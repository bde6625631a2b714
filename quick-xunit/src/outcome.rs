// Copyright (c) The quick-xunit Contributors
// SPDX-License-Identifier: MIT OR Apache-2.0

use camino::{Utf8Path, Utf8PathBuf};
use std::{fmt, time::Duration};

/// The prefix xUnit uses for collections derived from a test class.
pub const COLLECTION_PREFIX: &str = "Test collection for ";

/// The recorded result of executing a single test.
///
/// Outcomes are added to a [`ReportBuilder`](crate::ReportBuilder) as tests complete.
#[derive(Clone, Debug, PartialEq, Eq)]
#[non_exhaustive]
pub struct TestOutcome {
    /// The absolute path to the binary containing the test.
    pub assembly_path: Utf8PathBuf,

    /// The collection this test belongs to.
    ///
    /// Defaults to `Test collection for <type_name>`.
    pub collection_name: String,

    /// The fully qualified name of the type declaring the test.
    pub type_name: String,

    /// The name of the test method.
    pub method_name: String,

    /// The display name of the test.
    ///
    /// Defaults to `<type_name>.<method_name>`.
    pub name: String,

    /// The result of this test.
    pub result: TestResult,

    /// The time it took to execute this test.
    pub time: Duration,

    /// Traits attached to this test, in declaration order.
    pub traits: Vec<Trait>,

    /// Output captured while the test was executed.
    pub output: Option<XmlString>,
}

impl TestOutcome {
    /// Creates a new outcome for `<type_name>.<method_name>`.
    pub fn new(
        assembly_path: impl Into<Utf8PathBuf>,
        type_name: impl Into<String>,
        method_name: impl Into<String>,
        result: TestResult,
    ) -> Self {
        let type_name = type_name.into();
        let method_name = method_name.into();
        Self {
            assembly_path: assembly_path.into(),
            collection_name: format!("{COLLECTION_PREFIX}{type_name}"),
            name: format!("{type_name}.{method_name}"),
            type_name,
            method_name,
            result,
            time: Duration::ZERO,
            traits: vec![],
            output: None,
        }
    }

    /// Overrides the collection name.
    pub fn set_collection_name(&mut self, collection_name: impl Into<String>) -> &mut Self {
        self.collection_name = collection_name.into();
        self
    }

    /// Overrides the display name.
    pub fn set_name(&mut self, name: impl Into<String>) -> &mut Self {
        self.name = name.into();
        self
    }

    /// Sets the time taken for the test.
    pub fn set_time(&mut self, time: Duration) -> &mut Self {
        self.time = time;
        self
    }

    /// Adds a trait to this test.
    pub fn add_trait(&mut self, t: impl Into<Trait>) -> &mut Self {
        self.traits.push(t.into());
        self
    }

    /// Adds several traits to this test, in order.
    pub fn add_traits(&mut self, traits: impl IntoIterator<Item = impl Into<Trait>>) -> &mut Self {
        for t in traits {
            self.add_trait(t);
        }
        self
    }

    /// Sets captured output.
    pub fn set_output(&mut self, output: impl AsRef<str>) -> &mut Self {
        self.output = Some(XmlString::new(output));
        self
    }

    /// Sets captured output from a `Vec<u8>`.
    ///
    /// The output is converted to a string, lossily.
    pub fn set_output_lossy(&mut self, output: impl AsRef<[u8]>) -> &mut Self {
        self.set_output(String::from_utf8_lossy(output.as_ref()))
    }

    /// Returns the assembly path.
    pub fn assembly_path(&self) -> &Utf8Path {
        &self.assembly_path
    }
}

/// The result of a single test.
#[derive(Clone, Debug, PartialEq, Eq)]
pub enum TestResult {
    /// The test passed.
    Pass,

    /// The test failed.
    Fail {
        /// The type of the exception that caused the failure, if known.
        exception_type: Option<String>,

        /// The failure message.
        message: XmlString,

        /// The stack trace, if the test framework provided one.
        stack_trace: Option<XmlString>,
    },

    /// The test was not run.
    Skip {
        /// Why the test was skipped.
        reason: XmlString,
    },
}

impl TestResult {
    /// Creates a new `TestResult` that represents a failed test.
    pub fn fail(message: impl AsRef<str>) -> Self {
        TestResult::Fail {
            exception_type: None,
            message: XmlString::new(message),
            stack_trace: None,
        }
    }

    /// Creates a new `TestResult` that represents a skipped test.
    pub fn skip(reason: impl AsRef<str>) -> Self {
        TestResult::Skip {
            reason: XmlString::new(reason),
        }
    }

    /// Sets the exception type. No-op unless this is a failure.
    pub fn set_exception_type(&mut self, ty: impl Into<String>) -> &mut Self {
        if let TestResult::Fail { exception_type, .. } = self {
            *exception_type = Some(ty.into());
        }
        self
    }

    /// Sets the stack trace. No-op unless this is a failure.
    pub fn set_stack_trace(&mut self, trace: impl AsRef<str>) -> &mut Self {
        if let TestResult::Fail { stack_trace, .. } = self {
            *stack_trace = Some(XmlString::new(trace));
        }
        self
    }

    /// Returns the kind of this result.
    pub fn kind(&self) -> ResultKind {
        match self {
            TestResult::Pass => ResultKind::Pass,
            TestResult::Fail { .. } => ResultKind::Fail,
            TestResult::Skip { .. } => ResultKind::Skip,
        }
    }
}

/// The kind of a [`TestResult`], as written to the `result` attribute.
#[derive(Copy, Clone, Debug, PartialEq, Eq, Hash)]
pub enum ResultKind {
    /// The test passed. Written as `Pass`.
    Pass,

    /// The test failed. Written as `Fail`.
    Fail,

    /// The test was not run. Written as `Skip`.
    Skip,
}

impl ResultKind {
    /// Returns the string written to the XML.
    pub fn as_str(self) -> &'static str {
        match self {
            ResultKind::Pass => "Pass",
            ResultKind::Fail => "Fail",
            ResultKind::Skip => "Skip",
        }
    }
}

impl fmt::Display for ResultKind {
    fn fmt(&self, f: &mut fmt::Formatter<'_>) -> fmt::Result {
        f.write_str(self.as_str())
    }
}

/// A name/value pair attached to a test.
#[derive(Clone, Debug, PartialEq, Eq)]
pub struct Trait {
    /// The name of the trait.
    pub name: String,

    /// The value of the trait.
    pub value: String,
}

impl Trait {
    /// Creates a new `Trait` instance.
    pub fn new(name: impl Into<String>, value: impl Into<String>) -> Self {
        Self {
            name: name.into(),
            value: value.into(),
        }
    }
}

impl<T> From<(T, T)> for Trait
where
    T: Into<String>,
{
    fn from((k, v): (T, T)) -> Self {
        Trait::new(k, v)
    }
}

/// An infrastructure error that happened outside of any individual test.
///
/// Harness errors are listed under the assembly's `errors` element and counted
/// in its `errors` attribute.
#[derive(Clone, Debug, PartialEq, Eq)]
#[non_exhaustive]
pub struct HarnessError {
    /// The assembly this error is attributed to.
    pub assembly_path: Utf8PathBuf,

    /// Where the error happened.
    pub kind: HarnessErrorKind,

    /// The name of the failing entity (collection, class or test), if any.
    pub name: Option<String>,

    /// The type of the exception, if known.
    pub exception_type: Option<String>,

    /// The error message.
    pub message: XmlString,

    /// The stack trace, if known.
    pub stack_trace: Option<XmlString>,
}

impl HarnessError {
    /// Creates a new harness error.
    pub fn new(
        assembly_path: impl Into<Utf8PathBuf>,
        kind: HarnessErrorKind,
        message: impl AsRef<str>,
    ) -> Self {
        Self {
            assembly_path: assembly_path.into(),
            kind,
            name: None,
            exception_type: None,
            message: XmlString::new(message),
            stack_trace: None,
        }
    }

    /// Sets the name of the failing entity.
    pub fn set_name(&mut self, name: impl Into<String>) -> &mut Self {
        self.name = Some(name.into());
        self
    }

    /// Sets the exception type.
    pub fn set_exception_type(&mut self, ty: impl Into<String>) -> &mut Self {
        self.exception_type = Some(ty.into());
        self
    }

    /// Sets the stack trace.
    pub fn set_stack_trace(&mut self, trace: impl AsRef<str>) -> &mut Self {
        self.stack_trace = Some(XmlString::new(trace));
        self
    }
}

/// Where a [`HarnessError`] happened.
#[derive(Copy, Clone, Debug, PartialEq, Eq, Hash)]
pub enum HarnessErrorKind {
    /// Tearing down the assembly failed.
    AssemblyCleanup,

    /// Tearing down a test collection failed.
    TestCollectionCleanup,

    /// Tearing down a test class failed.
    TestClassCleanup,

    /// Tearing down a test method failed.
    TestMethodCleanup,

    /// Tearing down a test case failed.
    TestCaseCleanup,

    /// Tearing down a single test failed.
    TestCleanup,

    /// The test run itself failed, outside of any cleanup step.
    Fatal,
}

impl HarnessErrorKind {
    /// Returns the string written to the `type` attribute.
    pub fn as_str(self) -> &'static str {
        match self {
            HarnessErrorKind::AssemblyCleanup => "assembly-cleanup",
            HarnessErrorKind::TestCollectionCleanup => "test-collection-cleanup",
            HarnessErrorKind::TestClassCleanup => "test-class-cleanup",
            HarnessErrorKind::TestMethodCleanup => "test-method-cleanup",
            HarnessErrorKind::TestCaseCleanup => "test-case-cleanup",
            HarnessErrorKind::TestCleanup => "test-cleanup",
            HarnessErrorKind::Fatal => "fatal",
        }
    }

    /// Parses the string written to the `type` attribute.
    pub fn from_str_opt(s: &str) -> Option<Self> {
        let kind = match s {
            "assembly-cleanup" => HarnessErrorKind::AssemblyCleanup,
            "test-collection-cleanup" => HarnessErrorKind::TestCollectionCleanup,
            "test-class-cleanup" => HarnessErrorKind::TestClassCleanup,
            "test-method-cleanup" => HarnessErrorKind::TestMethodCleanup,
            "test-case-cleanup" => HarnessErrorKind::TestCaseCleanup,
            "test-cleanup" => HarnessErrorKind::TestCleanup,
            "fatal" => HarnessErrorKind::Fatal,
            _ => return None,
        };
        Some(kind)
    }
}

impl fmt::Display for HarnessErrorKind {
    fn fmt(&self, f: &mut fmt::Formatter<'_>) -> fmt::Result {
        f.write_str(self.as_str())
    }
}

/// Free-form text that is written out to the XML, such as failure messages,
/// skip reasons and captured output.
///
/// # Encoding
///
/// XML 1.0 cannot represent most ASCII control characters, even escaped. They are
/// removed on construction.
#[derive(Clone, Debug, Default, PartialEq, Eq, Hash)]
pub struct XmlString {
    data: Box<str>,
}

impl XmlString {
    /// Creates a new `XmlString`, removing any characters XML cannot carry.
    pub fn new(data: impl AsRef<str>) -> Self {
        let data = data
            .as_ref()
            .replace(is_invalid_xml_char, "")
            .into_boxed_str();
        Self { data }
    }

    /// Returns the text.
    pub fn as_str(&self) -> &str {
        &self.data
    }

    /// Converts the text into a string.
    pub fn into_string(self) -> String {
        self.data.into_string()
    }
}

impl AsRef<str> for XmlString {
    fn as_ref(&self) -> &str {
        self.as_str()
    }
}

impl fmt::Display for XmlString {
    fn fmt(&self, f: &mut fmt::Formatter<'_>) -> fmt::Result {
        f.write_str(&self.data)
    }
}

impl From<XmlString> for String {
    fn from(s: XmlString) -> Self {
        s.into_string()
    }
}

impl PartialEq<str> for XmlString {
    fn eq(&self, other: &str) -> bool {
        self.as_str() == other
    }
}

impl PartialEq<&str> for XmlString {
    fn eq(&self, other: &&str) -> bool {
        self.as_str() == *other
    }
}

pub(crate) fn is_invalid_xml_char(c: char) -> bool {
    matches!(c, '\x00'..='\x08' | '\x0b' | '\x0c' | '\x0e'..='\x1f')
}

/// Attribute values are written unescaped apart from markup, and parsers normalize tabs and line
/// breaks in them to spaces.
pub(crate) fn find_invalid_attribute_char(value: &str) -> Option<char> {
    value
        .chars()
        .find(|&c| is_invalid_xml_char(c) || matches!(c, '\t' | '\n' | '\r'))
}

━━━━━━━━━━

YOUR INSTRUCTIONS: Produce the lines from the top of the listing through the "pub struct TestOutcome" line exactly as they appear, with no additional output.

RESULT FOR THIS TASK:
repository bde6625631a2b714
filename quick-xunit/src/outcome.rs
// Copyright (c) The quick-xunit Contributors
// SPDX-License-Identifier: MIT OR Apache-2.0

use camino::{Utf8Path, Utf8PathBuf};
use std::{fmt, time::Duration};

/// The prefix xUnit uses for collections derived from a test class.
pub const COLLECTION_PREFIX: &str = "Test collection for ";

/// The recorded result of executing a single test.
///
/// Outcomes are added to a [`ReportBuilder`](crate::ReportBuilder) as tests complete.
#[derive(Clone, Debug, PartialEq, Eq)]
#[non_exhaustive]
pub struct TestOutcome {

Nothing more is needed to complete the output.